Eggplant Lasagna with Tortilla
Ingredients
1 container (400g) ricotta
3 tbsp grated Parmesan cheese
1 egg, slightly beaten
1 tbsp dried parsley
3 tbsp fresh basil, minced
1/4 tsp nutmeg
salt, pinch or to taste
1 medium eggplant, thinly sliced (optional: peel first)
3 tortillas sliced into 3” strips
1 cup mozzarella cheese, shredded
1 cup cheddar cheese, shredded
2 cups tomato sauce
additional Parmesan cheese
Method
- Preheat oven to 350-degrees.
- In a, bowl mix the ricotta and Parmesan and fold in the egg, parsley, basil, nutmeg, and salt.
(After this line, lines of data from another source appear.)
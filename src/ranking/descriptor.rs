use super::domain::{DistrictRow, Priority};
use serde::Serialize;

/// Rank at or below which a metric counts as a pro.
const PRO_THRESHOLD: u32 = 5;
/// Rank at or above which a metric counts as a con.
const CON_THRESHOLD: u32 = 7;

/// Categorical distance-to-center bucket derived from the mean
/// `rank_by_cc_distance` of a district's rows. The mean is fractional
/// whenever a district spans rows with differing distance ranks.
#[derive(Debug, Clone, Copy, PartialEq, Eq, Serialize)]
#[serde(rename_all = "snake_case")]
pub enum CcDistanceBand {
    InCenter,
    VeryClose,
    Close,
    ModeratelyFar,
    Far,
    VeryFar,
    OutOfRange,
}

impl CcDistanceBand {
    /// Step function over six upper-inclusive bands plus the out-of-range
    /// fallback above 11. Every real input lands in exactly one band.
    pub fn from_mean_rank(mean_rank: f64) -> Self {
        if mean_rank <= 1.0 {
            Self::InCenter
        } else if mean_rank <= 3.0 {
            Self::VeryClose
        } else if mean_rank <= 5.0 {
            Self::Close
        } else if mean_rank <= 7.0 {
            Self::ModeratelyFar
        } else if mean_rank <= 9.0 {
            Self::Far
        } else if mean_rank <= 11.0 {
            Self::VeryFar
        } else {
            Self::OutOfRange
        }
    }

    pub const fn label(self) -> &'static str {
        match self {
            Self::InCenter => "In the center",
            Self::VeryClose => "Very close to the center",
            Self::Close => "Close to the center",
            Self::ModeratelyFar => "Moderately far from the center",
            Self::Far => "Far from the center",
            Self::VeryFar => "Very far from the center",
            Self::OutOfRange => "Out of range",
        }
    }
}

/// Derive pros and cons from one representative row of the winning district.
///
/// A metric ranked at or better than 5 is a pro, at or worse than 7 a con,
/// and rank 6 lands in neither list. Output order follows
/// [`Priority::ordered`], not magnitude.
pub fn generate_pros_cons(row: &DistrictRow) -> (Vec<&'static str>, Vec<&'static str>) {
    let mut pros = Vec::new();
    let mut cons = Vec::new();

    for priority in Priority::ordered() {
        let rank = priority.rank_in(row);
        if rank <= PRO_THRESHOLD {
            pros.push(priority.metric_label());
        } else if rank >= CON_THRESHOLD {
            cons.push(priority.metric_label());
        }
    }

    (pros, cons)
}

#[cfg(test)]
mod tests {
    use super::*;
    use crate::ranking::test_support::row;

    #[test]
    fn band_boundaries_are_upper_inclusive() {
        let cases = [
            (1.0, "In the center"),
            (1.01, "Very close to the center"),
            (3.0, "Very close to the center"),
            (3.01, "Close to the center"),
            (5.0, "Close to the center"),
            (5.01, "Moderately far from the center"),
            (7.0, "Moderately far from the center"),
            (7.01, "Far from the center"),
            (9.0, "Far from the center"),
            (9.01, "Very far from the center"),
            (11.0, "Very far from the center"),
            (11.01, "Out of range"),
        ];

        for (mean_rank, expected) in cases {
            assert_eq!(
                CcDistanceBand::from_mean_rank(mean_rank).label(),
                expected,
                "mean rank {mean_rank}"
            );
        }
    }

    #[test]
    fn fractional_means_and_extremes_are_covered() {
        assert_eq!(
            CcDistanceBand::from_mean_rank(2.5),
            CcDistanceBand::VeryClose
        );
        assert_eq!(
            CcDistanceBand::from_mean_rank(0.2),
            CcDistanceBand::InCenter
        );
        assert_eq!(
            CcDistanceBand::from_mean_rank(12.0),
            CcDistanceBand::OutOfRange
        );
    }

    #[test]
    fn each_metric_lands_in_at_most_one_list() {
        for rank in 1..=12 {
            let sample = row("Midtown", move |r| r.rank_by_area = rank);
            let (pros, cons) = generate_pros_cons(&sample);
            let in_pros = pros.contains(&"Flat area");
            let in_cons = cons.contains(&"Flat area");
            assert!(!(in_pros && in_cons), "rank {rank} appears in both lists");
            match rank {
                r if r <= 5 => assert!(in_pros, "rank {rank} should be a pro"),
                r if r >= 7 => assert!(in_cons, "rank {rank} should be a con"),
                _ => assert!(!in_pros && !in_cons, "rank 6 belongs to neither list"),
            }
        }
    }

    #[test]
    fn mixed_row_reports_expected_pros_and_cons() {
        let sample = row("Midtown", |r| {
            r.rank_by_price = 3;
            r.rank_by_crime = 8;
            r.rank_by_cc_distance = 6;
            r.rank_by_area = 6;
            r.rank_by_rooms = 6;
            r.rank_by_heating_price = 6;
        });

        let (pros, cons) = generate_pros_cons(&sample);
        assert_eq!(pros, vec!["Rent price"]);
        assert_eq!(cons, vec!["Safety"]);
    }

    #[test]
    fn listing_order_follows_metric_enumeration_not_magnitude() {
        let sample = row("Midtown", |r| {
            r.rank_by_price = 12;
            r.rank_by_crime = 7;
            r.rank_by_cc_distance = 1;
            r.rank_by_area = 5;
            r.rank_by_rooms = 6;
            r.rank_by_heating_price = 9;
        });

        let (pros, cons) = generate_pros_cons(&sample);
        assert_eq!(pros, vec!["Distance to city center", "Flat area"]);
        assert_eq!(cons, vec!["Rent price", "Safety", "Heating price"]);
    }
}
Cover and refrigerate.
- Assemble the lasagna as follows:
- tortilla
- cheese mixture
- shredded cheese
- sauce
- eggplant (gently press down on the eggplant)
- cheese mixture
- shredded cheese
- sauce
- Complete the cycle two more times for a total of 24 layers, ending with sauce.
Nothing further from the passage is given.